Bureau Permanent d'Enquêtes d'Accidents et Incidents d'Aviation

Agency overview
- Formed: 2 October 2012; 13 years ago
- Jurisdiction: Government of the Democratic Republic of the Congo
- Headquarters: Gombe, Kinshasa, Democratic Republic of the Congo
- Agency executives: Samy Tshimbalanga, President; Michou Lucien Kinzonzi Ki Kanda, Vice-President;
- Parent agency: Ministry of Transport and Channels of Communication

= Bureau Permanent d'Enquêtes d'Accidents et Incidents d'Aviation =

The Bureau Permanent d'Enquêtes d'Accidents et Incidents d'Aviation (BPEA; English: "Permanent Bureau of Aviation Accident and Incident Investigations") is the aviation accident investigation authority of the Democratic Republic of the Congo.
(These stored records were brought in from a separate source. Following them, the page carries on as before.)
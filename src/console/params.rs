//! Closed parameter tables for every administrative operation.
//!
//! The tool's flag vocabulary is irregular: some boolean flags speak
//! `yes`/`no`, others `on`/`off`, some fields can be explicitly cleared and
//! some cannot. Each (family, verb) pair therefore carries a fixed table
//! describing its accepted logical parameters; nothing is inferred from the
//! parameter name at build time.

use crate::console::{Family, Verb};

/// A caller-supplied parameter value. Clearing a clearable field is
/// expressed as `Text("")`; leaving it unchanged as an absent key.
#[derive(Debug, Clone, PartialEq, Eq)]
pub enum ParamValue {
    Text(String),
    Number(i64),
    Toggle(bool),
}

impl ParamValue {
    pub fn text(value: impl Into<String>) -> Self {
        Self::Text(value.into())
    }

    /// Literal form used for flag assembly when no vocabulary applies.
    pub fn render(&self) -> String {
        match self {
            Self::Text(value) => value.clone(),
            Self::Number(value) => value.to_string(),
            Self::Toggle(value) => if *value { "yes" } else { "no" }.to_string(),
        }
    }
}

/// Boolean vocabulary of one flag, fixed per parameter.
#[derive(Debug, Clone, Copy, PartialEq, Eq)]
pub enum ToggleWords {
    YesNo,
    OnOff,
}

impl ToggleWords {
    pub fn render(self, value: bool) -> &'static str {
        match (self, value) {
            (Self::YesNo, true) => "yes",
            (Self::YesNo, false) => "no",
            (Self::OnOff, true) => "on",
            (Self::OnOff, false) => "off",
        }
    }
}

#[derive(Debug, Clone, Copy, PartialEq, Eq)]
pub enum ValueKind {
    Text,
    Number,
    Toggle(ToggleWords),
    /// Free-text field with an explicit erase form (`--flag=`).
    ClearableText,
    /// Date/time bound with an explicit erase form; values are normalized
    /// to `YYYY-MM-DDTHH:MM:SS` before emission.
    ClearableDateTime,
    /// Flag emitted bare, with no value, when toggled on.
    Bare,
}

#[derive(Debug, Clone, Copy)]
pub struct ParamSpec {
    pub name: &'static str,
    pub flag: &'static str,
    pub kind: ValueKind,
}

const fn p(name: &'static str, flag: &'static str, kind: ValueKind) -> ParamSpec {
    ParamSpec { name, flag, kind }
}

const EMPTY: &[ParamSpec] = &[];

const CLUSTER_SETTINGS: &[ParamSpec] = &[
    p("name", "--name", ValueKind::Text),
    p("expiration-timeout", "--expiration-timeout", ValueKind::Number),
    p("lifetime-limit", "--lifetime-limit", ValueKind::Number),
    p("max-memory-size", "--max-memory-size", ValueKind::Number),
    p("max-memory-time-limit", "--max-memory-time-limit", ValueKind::Number),
    p("errors-count-threshold", "--errors-count-threshold", ValueKind::Number),
    p("security-level", "--security-level", ValueKind::Number),
    p(
        "session-fault-tolerance-level",
        "--session-fault-tolerance-level",
        ValueKind::Number,
    ),
    p("load-balancing-mode", "--load-balancing-mode", ValueKind::Text),
    p(
        "kill-problem-processes",
        "--kill-problem-processes",
        ValueKind::Toggle(ToggleWords::YesNo),
    ),
    p(
        "allow-license-distribution",
        "--allow-license-distribution",
        ValueKind::Toggle(ToggleWords::YesNo),
    ),
];

const SERVER_SETTINGS: &[ParamSpec] = &[
    p("agent-host", "--agent-host", ValueKind::Text),
    p("agent-port", "--agent-port", ValueKind::Number),
    p("port-range", "--port-range", ValueKind::Text),
    p("name", "--name", ValueKind::Text),
    p("using", "--using", ValueKind::Text),
    p("dedicate-managers", "--dedicate-managers", ValueKind::Text),
    p("infobases-limit", "--infobases-limit", ValueKind::Number),
    p("memory-limit", "--memory-limit", ValueKind::Number),
    p("connections-limit", "--connections-limit", ValueKind::Number),
    p("cluster-port", "--cluster-port", ValueKind::Number),
    p(
        "safe-working-processes-memory-limit",
        "--safe-working-processes-memory-limit",
        ValueKind::Number,
    ),
    p("safe-call-memory-limit", "--safe-call-memory-limit", ValueKind::Number),
];

const PROCESS_FILTERS: &[ParamSpec] = &[
    p("server", "--server", ValueKind::Text),
    p("licenses", "--licenses", ValueKind::Toggle(ToggleWords::OnOff)),
];

const SESSION_FILTERS: &[ParamSpec] = &[
    p("infobase", "--infobase", ValueKind::Text),
    p("licenses", "--licenses", ValueKind::Toggle(ToggleWords::OnOff)),
];

const SESSION_TERMINATE: &[ParamSpec] =
    &[p("error-message", "--error-message", ValueKind::ClearableText)];

const INFOBASE_SETTINGS: &[ParamSpec] = &[
    p("name", "--name", ValueKind::Text),
    p("dbms", "--dbms", ValueKind::Text),
    p("db-server", "--db-server", ValueKind::Text),
    p("db-name", "--db-name", ValueKind::Text),
    p("db-user", "--db-user", ValueKind::Text),
    p("db-pwd", "--db-pwd", ValueKind::Text),
    p("locale", "--locale", ValueKind::Text),
    p("descr", "--descr", ValueKind::ClearableText),
    p("denied-from", "--denied-from", ValueKind::ClearableDateTime),
    p("denied-to", "--denied-to", ValueKind::ClearableDateTime),
    p("denied-message", "--denied-message", ValueKind::ClearableText),
    p("permission-code", "--permission-code", ValueKind::ClearableText),
    p(
        "sessions-deny",
        "--sessions-deny",
        ValueKind::Toggle(ToggleWords::YesNo),
    ),
    p(
        "scheduled-jobs-deny",
        "--scheduled-jobs-deny",
        ValueKind::Toggle(ToggleWords::YesNo),
    ),
    p(
        "license-distribution",
        "--license-distribution",
        ValueKind::Toggle(ToggleWords::OnOff),
    ),
    p(
        "external-session-manager-required",
        "--external-session-manager-required",
        ValueKind::Toggle(ToggleWords::OnOff),
    ),
    p("security-profile-name", "--security-profile-name", ValueKind::Text),
    p(
        "safe-mode-security-profile-name",
        "--safe-mode-security-profile-name",
        ValueKind::Text,
    ),
];

const INFOBASE_DROP: &[ParamSpec] = &[
    p("drop-database", "--drop-database", ValueKind::Toggle(ToggleWords::YesNo)),
    p("clear-database", "--clear-database", ValueKind::Toggle(ToggleWords::YesNo)),
];

const RULE_SETTINGS: &[ParamSpec] = &[
    p("position", "--position", ValueKind::Number),
    p("object-type", "--object-type", ValueKind::Number),
    p("infobase-name", "--infobase-name", ValueKind::Text),
    p("rule-type", "--rule-type", ValueKind::Number),
    p("application-ext", "--application-ext", ValueKind::Text),
    p("priority", "--priority", ValueKind::Number),
];

const RULE_APPLY: &[ParamSpec] = &[
    p("full", "--full", ValueKind::Bare),
    p("partial", "--partial", ValueKind::Bare),
];

const ADMIN_REGISTER: &[ParamSpec] = &[
    p("name", "--name", ValueKind::Text),
    p("pwd", "--pwd", ValueKind::Text),
    p("auth", "--auth", ValueKind::Text),
    p("os-user", "--os-user", ValueKind::Text),
    p("descr", "--descr", ValueKind::ClearableText),
];

pub fn table(family: Family, verb: Verb) -> &'static [ParamSpec] {
    match (family, verb) {
        (Family::Cluster, Verb::Insert | Verb::Update) => CLUSTER_SETTINGS,
        (Family::Server, Verb::Insert | Verb::Update) => SERVER_SETTINGS,
        (Family::Process, Verb::List) => PROCESS_FILTERS,
        (Family::Session, Verb::List) => SESSION_FILTERS,
        (Family::Session, Verb::Terminate) => SESSION_TERMINATE,
        (Family::Infobase, Verb::Insert | Verb::Update) => INFOBASE_SETTINGS,
        (Family::Infobase, Verb::Remove) => INFOBASE_DROP,
        (Family::Rule, Verb::Insert | Verb::Update) => RULE_SETTINGS,
        (Family::Rule, Verb::Apply) => RULE_APPLY,
        (Family::ClusterAdmin | Family::AgentAdmin, Verb::Register) => ADMIN_REGISTER,
        _ => EMPTY,
    }
}

#[cfg(test)]
mod tests {
    use super::*;

    #[test]
    fn toggle_vocabularies_render_their_own_words() {
        assert_eq!(ToggleWords::YesNo.render(true), "yes");
        assert_eq!(ToggleWords::YesNo.render(false), "no");
        assert_eq!(ToggleWords::OnOff.render(true), "on");
        assert_eq!(ToggleWords::OnOff.render(false), "off");
    }

    #[test]
    fn deny_toggles_speak_yes_no_and_feature_toggles_on_off() {
        let table = table(Family::Infobase, Verb::Update);
        let kind_of = |name: &str| {
            table
                .iter()
                .find(|s| s.name == name)
                .map(|s| s.kind)
                .expect("parameter present")
        };
        assert_eq!(kind_of("sessions-deny"), ValueKind::Toggle(ToggleWords::YesNo));
        assert_eq!(
            kind_of("scheduled-jobs-deny"),
            ValueKind::Toggle(ToggleWords::YesNo)
        );
        assert_eq!(
            kind_of("license-distribution"),
            ValueKind::Toggle(ToggleWords::OnOff)
        );
    }

    #[test]
    fn list_verbs_without_filters_have_empty_tables() {
        assert!(table(Family::Cluster, Verb::List).is_empty());
        assert!(table(Family::Server, Verb::List).is_empty());
        assert!(table(Family::ClusterAdmin, Verb::List).is_empty());
    }

    #[test]
    fn insert_and_update_share_the_settings_table() {
        assert_eq!(
            table(Family::Cluster, Verb::Insert).len(),
            table(Family::Cluster, Verb::Update).len()
        );
    }
}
It operates under the Ministry of Transport and Channels of Communication and is responsible for conducting independent technical investigations into civil aviation accidents and incidents occurring within the territory and airspace of the DRC, as well as occurrences involving Congolese-registered aircraft.
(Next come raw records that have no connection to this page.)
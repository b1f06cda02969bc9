use farmgate::console::{parse_records, parse_single};

const SESSION_LIST: &str = "\
session : 7f0e0001-aaaa-bbbb-cccc-000000000001\n\
session-id : 12\n\
infobase : accounting\n\
user-name : \"Иванов Петр\"\n\
\n\
session : 7f0e0001-aaaa-bbbb-cccc-000000000002\n\
session-id : 13\n\
infobase : trade\n\
user-name : \"smith\"\n";

#[test]
fn list_mode_keeps_every_block() {
    let records = parse_records(SESSION_LIST, "session");
    assert_eq!(records.len(), 2);
    assert_eq!(records[0].id, "7f0e0001-aaaa-bbbb-cccc-000000000001");
    assert_eq!(records[1].id, "7f0e0001-aaaa-bbbb-cccc-000000000002");
    assert_eq!(
        records[0].attrs.get("user-name").map(String::as_str),
        Some("Иванов Петр")
    );
}

#[test]
fn concatenating_two_well_formed_blocks_round_trips() {
    let first = "cluster : 11111111-2222-3333-4444-555555555555\nhost : \"srv1\"\nport : 1541\n";
    let second = "cluster : 66666666-7777-8888-9999-000000000000\nhost : \"srv2\"\nport : 1540\n";
    let records = parse_records(&format!("{first}\n{second}"), "cluster");
    assert_eq!(records.len(), 2);
    assert_eq!(records[0].id, "11111111-2222-3333-4444-555555555555");
    assert_eq!(records[1].id, "66666666-7777-8888-9999-000000000000");
    assert_eq!(records[0].host.as_deref(), Some("srv1"));
    assert_eq!(records[1].host.as_deref(), Some("srv2"));
}

#[test]
fn info_mode_ignores_the_second_introduced_block() {
    let record = parse_single(SESSION_LIST, "session").expect("record");
    assert_eq!(record.id, "7f0e0001-aaaa-bbbb-cccc-000000000001");
    assert_eq!(record.attrs.get("infobase").map(String::as_str), Some("accounting"));
}

#[test]
fn records_serialize_for_the_web_layer() {
    let records = parse_records(SESSION_LIST, "session");
    let json = serde_json::to_value(&records).expect("json");
    assert_eq!(json[0]["kind"], "session");
    assert_eq!(json[0]["id"], "7f0e0001-aaaa-bbbb-cccc-000000000001");
    assert_eq!(json[0]["attrs"]["session-id"], "12");
    assert!(json[0].get("port").is_none());
}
The BPEA is headquartered on the first floor of the Immeuble Zecodiam in Gombe, Kinshasa, and was established on 2 October 2012 through Decree No. 12/035. The agency serves as the official authority responsible for issuing final accident and incident investigation reports in the DRC and works in coordination with national and international aviation organizations, including the Autorité de l'Aviation Civile (AAC), the Régie des Voies Aériennes (RVA), the International Civil Aviation Organization (ICAO), and accredited representatives from foreign states involved in aircraft design, manufacture, or operation.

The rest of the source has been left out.